The Israeli civilians murdered on Oct. 7 were certainly victimized. But the nation of Israel is no victim. I am disgusted at the performance of Israel’s ambassador to the UN, Gilead Erdan, who last week wore a yellow Jewish star to the Security Council. Stealing the symbol of pre-Holocaust Jewish persecution, Erdan sullied the memory of six million victims, at a time when Jews were defenseless and stateless. Even the right-wing director of the Jerusalem Holocaust Museum rejected the parallel. There will be no second Holocaust here. We maintain the strongest army in the middle-east, we have a vibrant society and a thriving economy. But we have abused our power.

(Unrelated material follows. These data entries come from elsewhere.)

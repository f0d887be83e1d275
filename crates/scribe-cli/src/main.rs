mod analyze_cmd;
mod config;
mod serve_cmd;

use std::sync::Arc;

use clap::{Parser, Subcommand};

use scribe_core::generator::CommandGenerator;
use scribe_db::pool;

use config::ScribeConfig;

#[derive(Parser)]
#[command(name = "scribe", about = "Meeting transcript to work-breakdown plan pipeline")]
struct Cli {
    /// Database URL (overrides SCRIBE_DATABASE_URL env var)
    #[arg(long, global = true)]
    database_url: Option<String>,

    #[command(subcommand)]
    command: Commands,
}

#[derive(Subcommand)]
enum Commands {
    /// Write a scribe config file (no database required)
    Init {
        /// PostgreSQL connection URL
        #[arg(long, default_value = "postgresql://localhost:5432/scribe")]
        db_url: String,
        /// Generator command line (prompt on stdin, completion on stdout)
        #[arg(long, default_value = config::DEFAULT_GENERATOR_COMMAND)]
        generator: String,
        /// Overwrite existing config file
        #[arg(long)]
        force: bool,
    },
    /// Initialize the scribe database (create + migrate)
    DbInit,
    /// Analyze a transcript file and store the resulting plan
    Analyze {
        /// Path to the transcript file ("-" reads stdin)
        file: String,
    },
    /// Run the HTTP server
    Serve {
        /// Address to bind
        #[arg(long, default_value = "127.0.0.1")]
        bind: String,
        /// Port to listen on
        #[arg(long, default_value_t = 8000)]
        port: u16,
    },
}

/// Execute the `scribe init` command: write config file.
fn cmd_init(db_url: &str, generator: &str, force: bool) -> anyhow::Result<()> {
    let path = config::config_path();

    if path.exists() && !force {
        anyhow::bail!(
            "config file already exists at {}\nUse --force to overwrite.",
            path.display()
        );
    }

    let cfg = config::ConfigFile {
        database: config::DatabaseSection {
            url: db_url.to_string(),
        },
        generator: config::GeneratorSection {
            command: generator.to_string(),
        },
    };

    config::save_config(&cfg)?;

    println!("Config written to {}", path.display());
    println!("  database.url = {db_url}");
    println!("  generator.command = {generator}");
    println!();
    println!("Next: run `scribe db-init` to create and migrate the database.");

    Ok(())
}

/// Execute the `scribe db-init` command: create database and run migrations.
async fn cmd_db_init(cli_db_url: Option<&str>) -> anyhow::Result<()> {
    let resolved = ScribeConfig::resolve(cli_db_url)?;

    println!("Initializing scribe database...");

    // 1. Create the database if it does not exist.
    pool::ensure_database_exists(&resolved.db_config).await?;

    // 2. Connect to the target database.
    let db_pool = pool::create_pool(&resolved.db_config).await?;

    // 3. Run migrations.
    pool::run_migrations(&db_pool).await?;

    // 4. Print success with table counts.
    let counts = pool::table_counts(&db_pool).await?;
    println!("Database ready. Tables:");
    for (table, count) in &counts {
        println!("  {table}: {count} rows");
    }

    // 5. Clean shutdown.
    db_pool.close().await;

    println!("scribe db-init complete.");
    Ok(())
}

#[tokio::main]
async fn main() -> anyhow::Result<()> {
    tracing_subscriber::fmt()
        .with_env_filter(
            tracing_subscriber::EnvFilter::try_from_default_env()
                .unwrap_or_else(|_| tracing_subscriber::EnvFilter::new("info")),
        )
        .init();

    let cli = Cli::parse();

    match cli.command {
        Commands::Init {
            db_url,
            generator,
            force,
        } => {
            cmd_init(&db_url, &generator, force)?;
        }
        Commands::DbInit => {
            cmd_db_init(cli.database_url.as_deref()).await?;
        }
        Commands::Analyze { file } => {
            let resolved = ScribeConfig::resolve(cli.database_url.as_deref())?;
            let generator = CommandGenerator::from_command_line(&resolved.generator_command)?;
            let db_pool = pool::create_pool(&resolved.db_config).await?;
            let result = analyze_cmd::run_analyze(&db_pool, &generator, &file).await;
            db_pool.close().await;
            result?;
        }
        Commands::Serve { bind, port } => {
            let resolved = ScribeConfig::resolve(cli.database_url.as_deref())?;
            let generator = CommandGenerator::from_command_line(&resolved.generator_command)?;
            let db_pool = pool::create_pool(&resolved.db_config).await?;
            let state = serve_cmd::AppState {
                pool: db_pool.clone(),
                generator: Arc::new(generator),
            };
            let result = serve_cmd::run_serve(state, &bind, port).await;
            db_pool.close().await;
            result?;
        }
    }

    Ok(())
}
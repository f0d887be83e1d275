//! Subprocess generator adapter.
//!
//! Pipes the prompt to a configurable external command (default
//! `claude -p`) on stdin and returns its stdout as the completion.

use std::process::Stdio;

use anyhow::{Context, Result, bail};
use async_trait::async_trait;
use thiserror::Error;
use tokio::io::AsyncWriteExt;
use tokio::process::Command;

use super::trait_def::Generator;

/// Errors from building a [`CommandGenerator`] out of configuration.
#[derive(Debug, Error)]
pub enum GeneratorConfigError {
    #[error("generator command line is empty")]
    EmptyCommand,
}

/// Generator adapter that shells out to an external model CLI.
///
/// The prompt is written to the child's stdin; the child's entire stdout
/// is the completion. A non-zero exit status is an error (the pipeline
/// maps it to the fallback response).
#[derive(Debug, Clone)]
pub struct CommandGenerator {
    program: String,
    args: Vec<String>,
}

impl CommandGenerator {
    /// Create an adapter for an explicit program and argument list.
    pub fn new(program: impl Into<String>, args: Vec<String>) -> Self {
        Self {
            program: program.into(),
            args,
        }
    }

    /// Parse a whitespace-separated command line (e.g. `"claude -p"`) from
    /// configuration.
    pub fn from_command_line(line: &str) -> Result<Self, GeneratorConfigError> {
        let mut parts = line.split_whitespace();
        let program = parts.next().ok_or(GeneratorConfigError::EmptyCommand)?;
        Ok(Self {
            program: program.to_string(),
            args: parts.map(str::to_string).collect(),
        })
    }
}

impl Default for CommandGenerator {
    /// Defaults to `claude -p` found via `$PATH`.
    fn default() -> Self {
        Self::new("claude", vec!["-p".to_string()])
    }
}

#[async_trait]
impl Generator for CommandGenerator {
    fn name(&self) -> &str {
        &self.program
    }

    async fn generate(&self, prompt: &str) -> Result<String> {
        let mut child = Command::new(&self.program)
            .args(&self.args)
            .stdin(Stdio::piped())
            .stdout(Stdio::piped())
            .stderr(Stdio::piped())
            .spawn()
            .with_context(|| format!("failed to spawn generator command {:?}", self.program))?;

        let mut stdin = child
            .stdin
            .take()
            .context("generator child has no stdin handle")?;
        stdin
            .write_all(prompt.as_bytes())
            .await
            .context("failed to write prompt to generator stdin")?;
        // Close stdin so the child sees EOF and starts generating.
        drop(stdin);

        let output = child
            .wait_with_output()
            .await
            .context("failed to wait for generator command")?;

        if !output.status.success() {
            bail!(
                "generator command {:?} exited with {}: {}",
                self.program,
                output.status,
                String::from_utf8_lossy(&output.stderr).trim()
            );
        }

        Ok(String::from_utf8_lossy(&output.stdout).into_owned())
    }
}
use chrono::{DateTime, Utc};
use serde::{Deserialize, Serialize};
use sqlx::FromRow;
use uuid::Uuid;

/// A meeting -- one row per analyzed transcript.
///
/// `record` is the raw transcript as submitted; `title` and `script` are
/// the model-extracted project title and narrative summary. Rows are
/// append-only: the pipeline never updates a meeting after insert.
#[derive(Debug, Clone, Serialize, Deserialize, FromRow)]
pub struct Meeting {
    pub id: Uuid,
    pub record: String,
    pub title: String,
    pub script: String,
    pub created_at: DateTime<Utc>,
}

/// A work item -- one stream of the extracted work-breakdown structure.
///
/// `field` is an open tag set (BE, FE, CL, AI, ...) stored pass-through;
/// `level` is the difficulty rank the model assigned (1-3). Work items
/// are global rather than meeting-scoped, so there is no meeting foreign
/// key here.
#[derive(Debug, Clone, Serialize, Deserialize, FromRow)]
pub struct Work {
    pub id: Uuid,
    pub field: String,
    pub title: String,
    pub level: i32,
    /// 1-based position among the work items of one pipeline run.
    pub work_order: i32,
    pub created_at: DateTime<Utc>,
}

/// A task -- a leaf of the work-breakdown structure.
///
/// `work_id` is `None` for general tasks that belong to no work stream.
/// `task_order` is 1-based and scoped to the sibling group: tasks of one
/// work item, or the general-task bucket of the meeting.
#[derive(Debug, Clone, Serialize, Deserialize, FromRow)]
pub struct Task {
    pub id: Uuid,
    pub meeting_id: Uuid,
    pub work_id: Option<Uuid>,
    pub title: String,
    pub task_order: i32,
    pub created_at: DateTime<Utc>,
}
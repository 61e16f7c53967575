use std::collections::BTreeSet;
use std::sync::Arc;
use std::time::Duration;

use async_trait::async_trait;
use futures_util::StreamExt;
use redis::aio::{MultiplexedConnection, PubSub};
use redis::{Client, RedisError, RedisResult, Script};
use tokio::sync::{Mutex as AsyncMutex, mpsc, oneshot};
use tokio::task::JoinHandle;
use tracing::{debug, info, warn};

use kirc_types::{KircError, Result};

use crate::store::{KeyValueStore, PubSubMessage, Subscriber};

const EXPIRE_IF_EQ: &str = r"
if redis.call('GET', KEYS[1]) == ARGV[1] then
    return redis.call('PEXPIRE', KEYS[1], ARGV[2])
end
return 0
";

const DELETE_IF_EQ: &str = r"
if redis.call('GET', KEYS[1]) == ARGV[1] then
    return redis.call('DEL', KEYS[1])
end
return 0
";

const SCAN_COUNT: usize = 100;

fn unreachable(err: RedisError) -> KircError {
    KircError::Connection(format!("valkey: {}", err))
}

/// Whole milliseconds, at least one; `PX 0` is rejected by the server.
fn millis(ttl: Duration) -> u64 {
    (ttl.as_millis() as u64).max(1)
}

/// Escape glob metacharacters so a key prefix matches literally in `SCAN`.
fn glob_escape(prefix: &str) -> String {
    let mut escaped = String::with_capacity(prefix.len() + 1);
    for c in prefix.chars() {
        if matches!(c, '*' | '?' | '[' | ']' | '\\') {
            escaped.push('\\');
        }
        escaped.push(c);
    }
    escaped.push('*');
    escaped
}

/// Coordination store on a Valkey (or Redis) server. `redis://` and
/// `rediss://` URIs are accepted. One multiplexed connection carries every
/// command; each subscriber gets its own pub/sub connection.
pub struct ValkeyStore {
    client: Client,
    conn: MultiplexedConnection,
    expire_if_eq: Script,
    delete_if_eq: Script,
}

impl ValkeyStore {
    pub async fn connect(uri: &str) -> Result<Self> {
        let client = Client::open(uri).map_err(unreachable)?;
        let conn = client
            .get_multiplexed_async_connection()
            .await
            .map_err(unreachable)?;
        info!("Connected to coordination store");
        Ok(Self {
            client,
            conn,
            expire_if_eq: Script::new(EXPIRE_IF_EQ),
            delete_if_eq: Script::new(DELETE_IF_EQ),
        })
    }

    fn conn(&self) -> MultiplexedConnection {
        self.conn.clone()
    }
}

#[async_trait]
impl KeyValueStore for ValkeyStore {
    async fn set_nx(&self, key: &str, value: &str, ttl: Duration) -> Result<bool> {
        let reply: Option<String> = redis::cmd("SET")
            .arg(key)
            .arg(value)
            .arg("NX")
            .arg("PX")
            .arg(millis(ttl))
            .query_async(&mut self.conn())
            .await
            .map_err(unreachable)?;
        Ok(reply.is_some())
    }

    async fn set(&self, key: &str, value: &str, ttl: Option<Duration>) -> Result<()> {
        let mut cmd = redis::cmd("SET");
        cmd.arg(key).arg(value);
        if let Some(ttl) = ttl {
            cmd.arg("PX").arg(millis(ttl));
        }
        let _: () = cmd.query_async(&mut self.conn()).await.map_err(unreachable)?;
        Ok(())
    }

    async fn get(&self, key: &str) -> Result<Option<String>> {
        let value: Option<String> = redis::cmd("GET")
            .arg(key)
            .query_async(&mut self.conn())
            .await
            .map_err(unreachable)?;
        Ok(value)
    }

    async fn delete(&self, key: &str) -> Result<bool> {
        let removed: i64 = redis::cmd("DEL")
            .arg(key)
            .query_async(&mut self.conn())
            .await
            .map_err(unreachable)?;
        Ok(removed > 0)
    }

    async fn expire(&self, key: &str, ttl: Duration) -> Result<bool> {
        let set: i64 = redis::cmd("PEXPIRE")
            .arg(key)
            .arg(millis(ttl))
            .query_async(&mut self.conn())
            .await
            .map_err(unreachable)?;
        Ok(set == 1)
    }

    async fn expire_if_eq(&self, key: &str, expected: &str, ttl: Duration) -> Result<bool> {
        let set: i64 = self
            .expire_if_eq
            .key(key)
            .arg(expected)
            .arg(millis(ttl))
            .invoke_async(&mut self.conn())
            .await
            .map_err(unreachable)?;
        Ok(set == 1)
    }

    async fn delete_if_eq(&self, key: &str, expected: &str) -> Result<bool> {
        let removed: i64 = self
            .delete_if_eq
            .key(key)
            .arg(expected)
            .invoke_async(&mut self.conn())
            .await
            .map_err(unreachable)?;
        Ok(removed == 1)
    }

    async fn set_add(&self, key: &str, member: &str) -> Result<bool> {
        let added: i64 = redis::cmd("SADD")
            .arg(key)
            .arg(member)
            .query_async(&mut self.conn())
            .await
            .map_err(unreachable)?;
        Ok(added > 0)
    }

    async fn set_remove(&self, key: &str, member: &str) -> Result<bool> {
        let removed: i64 = redis::cmd("SREM")
            .arg(key)
            .arg(member)
            .query_async(&mut self.conn())
            .await
            .map_err(unreachable)?;
        Ok(removed > 0)
    }

    async fn set_members(&self, key: &str) -> Result<BTreeSet<String>> {
        let members: Vec<String> = redis::cmd("SMEMBERS")
            .arg(key)
            .query_async(&mut self.conn())
            .await
            .map_err(unreachable)?;
        Ok(members.into_iter().collect())
    }

    async fn scan_prefix(&self, prefix: &str) -> Result<Vec<String>> {
        let pattern = glob_escape(prefix);
        let mut conn = self.conn();
        let mut cursor: u64 = 0;
        let mut keys = BTreeSet::new();
        loop {
            let (next, batch): (u64, Vec<String>) = redis::cmd("SCAN")
                .arg(cursor)
                .arg("MATCH")
                .arg(&pattern)
                .arg("COUNT")
                .arg(SCAN_COUNT)
                .query_async(&mut conn)
                .await
                .map_err(unreachable)?;
            // SCAN may return a key more than once
            keys.extend(batch);
            if next == 0 {
                break;
            }
            cursor = next;
        }
        Ok(keys.into_iter().collect())
    }

    async fn publish(&self, channel: &str, payload: Vec<u8>) -> Result<usize> {
        let receivers: i64 = redis::cmd("PUBLISH")
            .arg(channel)
            .arg(payload)
            .query_async(&mut self.conn())
            .await
            .map_err(unreachable)?;
        Ok(receivers.max(0) as usize)
    }

    async fn subscriber(&self) -> Result<Arc<dyn Subscriber>> {
        let pubsub = self.client.get_async_pubsub().await.map_err(unreachable)?;
        Ok(Arc::new(ValkeySubscriber::spawn(pubsub)))
    }
}

type Reply = oneshot::Sender<RedisResult<()>>;

enum Command {
    Subscribe(String, Reply),
    Unsubscribe(String, Reply),
}

/// A pub/sub connection driven by its own task, so subscriptions can change
/// while another task waits for messages.
pub struct ValkeySubscriber {
    commands: mpsc::UnboundedSender<Command>,
    messages: AsyncMutex<mpsc::UnboundedReceiver<PubSubMessage>>,
    task: JoinHandle<()>,
}

impl ValkeySubscriber {
    fn spawn(pubsub: PubSub) -> Self {
        let (commands, command_rx) = mpsc::unbounded_channel();
        let (message_tx, messages) = mpsc::unbounded_channel();
        let task = tokio::spawn(drive(pubsub, command_rx, message_tx));
        Self {
            commands,
            messages: AsyncMutex::new(messages),
            task,
        }
    }

    async fn request<F>(&self, make: F) -> Result<()>
    where
        F: FnOnce(Reply) -> Command,
    {
        let (tx, rx) = oneshot::channel();
        self.commands
            .send(make(tx))
            .map_err(|_| KircError::Connection("pub/sub connection closed".into()))?;
        rx.await
            .map_err(|_| KircError::Connection("pub/sub connection closed".into()))?
            .map_err(unreachable)
    }
}

async fn drive(
    mut pubsub: PubSub,
    mut commands: mpsc::UnboundedReceiver<Command>,
    messages: mpsc::UnboundedSender<PubSubMessage>,
) {
    loop {
        // The message stream borrows the connection, so it is dropped before
        // each subscription change
        let command = {
            let stream = pubsub.on_message();
            tokio::pin!(stream);
            loop {
                tokio::select! {
                    command = commands.recv() => break command,
                    msg = stream.next() => {
                        let Some(msg) = msg else {
                            warn!("Pub/sub connection lost");
                            return;
                        };
                        let message = PubSubMessage {
                            channel: msg.get_channel_name().to_string(),
                            payload: msg.get_payload_bytes().to_vec(),
                        };
                        if messages.send(message).is_err() {
                            return;
                        }
                    }
                }
            }
        };

        match command {
            Some(Command::Subscribe(channel, reply)) => {
                debug!("Subscribing to {}", channel);
                let _ = reply.send(pubsub.subscribe(channel.as_str()).await);
            }
            Some(Command::Unsubscribe(channel, reply)) => {
                debug!("Unsubscribing from {}", channel);
                let _ = reply.send(pubsub.unsubscribe(channel.as_str()).await);
            }
            None => return,
        }
    }
}

#[async_trait]
impl Subscriber for ValkeySubscriber {
    async fn subscribe(&self, channel: &str) -> Result<()> {
        self.request(|reply| Command::Subscribe(channel.to_string(), reply))
            .await
    }

    async fn unsubscribe(&self, channel: &str) -> Result<()> {
        self.request(|reply| Command::Unsubscribe(channel.to_string(), reply))
            .await
    }

    async fn next_message(&self) -> Option<PubSubMessage> {
        self.messages.lock().await.recv().await
    }

    async fn close(&self) {
        // Aborting drops the sender, which wakes any waiting reader
        self.task.abort();
        self.messages.lock().await.close();
    }
}

impl Drop for ValkeySubscriber {
    fn drop(&mut self) {
        self.task.abort();
    }
}
use std::collections::BTreeSet;
use std::panic::AssertUnwindSafe;
use std::sync::{Arc, Mutex, RwLock, Weak};
use std::time::Duration;

use async_trait::async_trait;
use futures_util::FutureExt;
use serde::Serialize;
use serde::de::DeserializeOwned;
use tokio::task::JoinHandle;
use tracing::{debug, error, info, trace, warn};

use kirc_types::events::{
    CoordEvent, CoordEventKind, MembershipAction, MembershipEvent, Notification, PresenceEvent,
    RotationEvent, TypingEvent,
};
use kirc_types::handlers::HandlerTable;
use kirc_types::{KircError, Result, topics};

use crate::store::{KeyValueStore, PubSubMessage, Subscriber};

/// Typed callback for decoded coordination events.
#[async_trait]
pub trait CoordHandler: Send + Sync {
    async fn handle(&self, event: &CoordEvent) -> Result<()>;
}

/// Per-node view of the coordination store. Cheap to clone.
#[derive(Clone)]
pub struct CoordinationClient {
    inner: Arc<ClientInner>,
}

struct ClientInner {
    store: Arc<dyn KeyValueStore>,
    username: String,
    subscriber: RwLock<Option<Arc<dyn Subscriber>>>,
    handlers: HandlerTable<CoordEventKind, dyn CoordHandler>,
    pubsub_task: Mutex<Option<JoinHandle<()>>>,
}
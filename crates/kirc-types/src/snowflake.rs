//! Time-ordered 63-bit identifiers: 41 bits of milliseconds since
//! 2024-01-01T00:00:00Z, 10 bits of node id, 12 bits of sequence.

use std::sync::Mutex;

use sha2::{Digest, Sha256};

/// 2024-01-01 00:00:00 UTC in unix milliseconds.
pub const EPOCH_MS: i64 = 1_704_067_200_000;

const NODE_BITS: u32 = 10;
const SEQUENCE_BITS: u32 = 12;
const NODE_MASK: u64 = (1 << NODE_BITS) - 1;
const SEQUENCE_MASK: u64 = (1 << SEQUENCE_BITS) - 1;

struct State {
    last_ms: i64,
    sequence: u64,
}

type Clock = Box<dyn Fn() -> i64 + Send + Sync>;

pub struct SnowflakeGenerator {
    node_id: u64,
    clock: Clock,
    state: Mutex<State>,
}

impl SnowflakeGenerator {
    pub fn new(node_id: u16) -> Self {
        Self::with_clock(node_id, Box::new(|| chrono::Utc::now().timestamp_millis()))
    }

    /// Node id derived from a stable name (hostname, username).
    pub fn for_node(name: &str) -> Self {
        Self::new(node_id_for(name))
    }

    pub fn with_clock(node_id: u16, clock: Clock) -> Self {
        Self {
            node_id: node_id as u64 & NODE_MASK,
            clock,
            state: Mutex::new(State {
                last_ms: -1,
                sequence: 0,
            }),
        }
    }

    pub fn node_id(&self) -> u16 {
        self.node_id as u16
    }

    /// Never fails. If the clock steps back, ids keep counting from the
    /// last issued millisecond until the clock catches up.
    pub fn next_id(&self) -> i64 {
        let mut state = self.state.lock().unwrap_or_else(|p| p.into_inner());
        let now = (self.clock)();

        if now > state.last_ms {
            state.last_ms = now;
            state.sequence = 0;
        } else {
            state.sequence = (state.sequence + 1) & SEQUENCE_MASK;
            if state.sequence == 0 {
                if now == state.last_ms {
                    // Sequence exhausted for this millisecond
                    let mut next = now;
                    while next <= state.last_ms {
                        std::hint::spin_loop();
                        next = (self.clock)();
                    }
                    state.last_ms = next;
                } else {
                    state.last_ms += 1;
                }
            }
        }

        let elapsed = (state.last_ms - EPOCH_MS).max(0) as u64;
        let id = (elapsed << (NODE_BITS + SEQUENCE_BITS))
            | (self.node_id << SEQUENCE_BITS)
            | state.sequence;
        id as i64
    }
}

/// Stable node id bits for a name: the low bits of its SHA-256 digest.
pub fn node_id_for(name: &str) -> u16 {
    let digest = Sha256::digest(name.as_bytes());
    (u16::from_be_bytes([digest[0], digest[1]]) as u64 & NODE_MASK) as u16
}

/// Milliseconds since the unix epoch encoded in a snowflake id.
pub fn timestamp_ms(id: i64) -> i64 {
    ((id as u64) >> (NODE_BITS + SEQUENCE_BITS)) as i64 + EPOCH_MS
}

#[cfg(test)]
mod tests {
    use super::*;
    use std::sync::Arc;
    use std::sync::atomic::{AtomicI64, Ordering};

    fn fixed_clock(start: i64) -> (Arc<AtomicI64>, Clock) {
        let now = Arc::new(AtomicI64::new(start));
        let handle = now.clone();
        (now, Box::new(move || handle.load(Ordering::SeqCst)))
    }

    #[test]
    fn ids_are_strictly_increasing() {
        let generator = SnowflakeGenerator::new(7);
        let mut last = 0;
        for _ in 0..10_000 {
            let id = generator.next_id();
            assert!(id > last);
            last = id;
        }
    }

    #[test]
    fn layout_carries_node_and_time() {
        let (_, clock) = fixed_clock(EPOCH_MS + 5_000);
        let generator = SnowflakeGenerator::with_clock(3, clock);
        let id = generator.next_id();

        assert_eq!(timestamp_ms(id), EPOCH_MS + 5_000);
        assert_eq!((id >> SEQUENCE_BITS) as u64 & NODE_MASK, 3);
    }

    #[test]
    fn backward_clock_keeps_ids_increasing() {
        let (now, clock) = fixed_clock(EPOCH_MS + 10_000);
        let generator = SnowflakeGenerator::with_clock(1, clock);
        let before = generator.next_id();

        now.store(EPOCH_MS + 9_000, Ordering::SeqCst);
        let during = generator.next_id();
        assert!(during > before);
        assert_eq!(timestamp_ms(during), EPOCH_MS + 10_000);

        // Exhausting the sequence while behind borrows the next millisecond
        let mut last = during;
        for _ in 0..SEQUENCE_MASK {
            let id = generator.next_id();
            assert!(id > last);
            last = id;
        }
        assert_eq!(timestamp_ms(last), EPOCH_MS + 10_001);

        now.store(EPOCH_MS + 12_000, Ordering::SeqCst);
        let after = generator.next_id();
        assert!(after > last);
        assert_eq!(timestamp_ms(after), EPOCH_MS + 12_000);
    }

    #[test]
    fn node_ids_are_stable_for_a_name() {
        // First two digest bytes of sha256("alice") are 0x2b 0xd8
        assert_eq!(node_id_for("alice"), 0x2bd8 & NODE_MASK as u16);
        assert_eq!(SnowflakeGenerator::for_node("alice").node_id(), node_id_for("alice"));
        assert_ne!(node_id_for("alice"), node_id_for("bob"));
    }

    #[test]
    fn sequence_counts_within_a_millisecond() {
        let (_, clock) = fixed_clock(EPOCH_MS + 1);
        let generator = SnowflakeGenerator::with_clock(0, clock);
        let first = generator.next_id();
        let second = generator.next_id();
        assert_eq!(second - first, 1);
    }
}
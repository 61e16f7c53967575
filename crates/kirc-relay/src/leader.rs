/// This node's view of a channel's leadership.
#[derive(Debug, Clone, PartialEq, Eq, Default)]
pub enum LeaderView {
    #[default]
    Unknown,
    /// A claim is in flight
    Claiming,
    LeaderSelf,
    LeaderOther(String),
}

impl LeaderView {
    pub fn from_lookup(me: &str, leader: Option<&str>) -> Self {
        match leader {
            None => Self::Unknown,
            Some(leader) if leader == me => Self::LeaderSelf,
            Some(leader) => Self::LeaderOther(leader.to_string()),
        }
    }

    pub fn leader<'a>(&'a self, me: &'a str) -> Option<&'a str> {
        match self {
            Self::LeaderSelf => Some(me),
            Self::LeaderOther(leader) => Some(leader),
            Self::Unknown | Self::Claiming => None,
        }
    }

    pub fn is_self(&self) -> bool {
        matches!(self, Self::LeaderSelf)
    }
}

#[cfg(test)]
mod tests {
    use super::*;

    #[test]
    fn lookup_outcomes() {
        assert_eq!(LeaderView::from_lookup("alice", None), LeaderView::Unknown);
        assert_eq!(
            LeaderView::from_lookup("alice", Some("alice")),
            LeaderView::LeaderSelf
        );
        let other = LeaderView::from_lookup("alice", Some("bob"));
        assert_eq!(other.leader("alice"), Some("bob"));
        assert!(!other.is_self());
        assert_eq!(LeaderView::Claiming.leader("alice"), None);
    }
}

In the wake of the ’67 victory and the conquest of the territories, we allowed success to go to our head, rather than immediately employing our conquests as a bargaining card in the struggle for a peaceful future. Successive governments encouraged messianic settlers to spread throughout the territories, and they are now half a million strong. Meanwhile, the Palestinians have never stopped striving for an independent nation. I heard a commentator comparing our planned destruction of Hamas to the “successful” 1982 expulsion of the PLO from Beirut. What he failed to mention was that the PLO relocated to Tunis, and with the Oslo Accords, returned to Palestine in 1993. The Palestinian struggle never waned, and the destruction of Hamas will similarly never eradicate the aspiration for an independent Palestine. As Medgar Evers said, “You can kill a man, but you can’t kill an idea.”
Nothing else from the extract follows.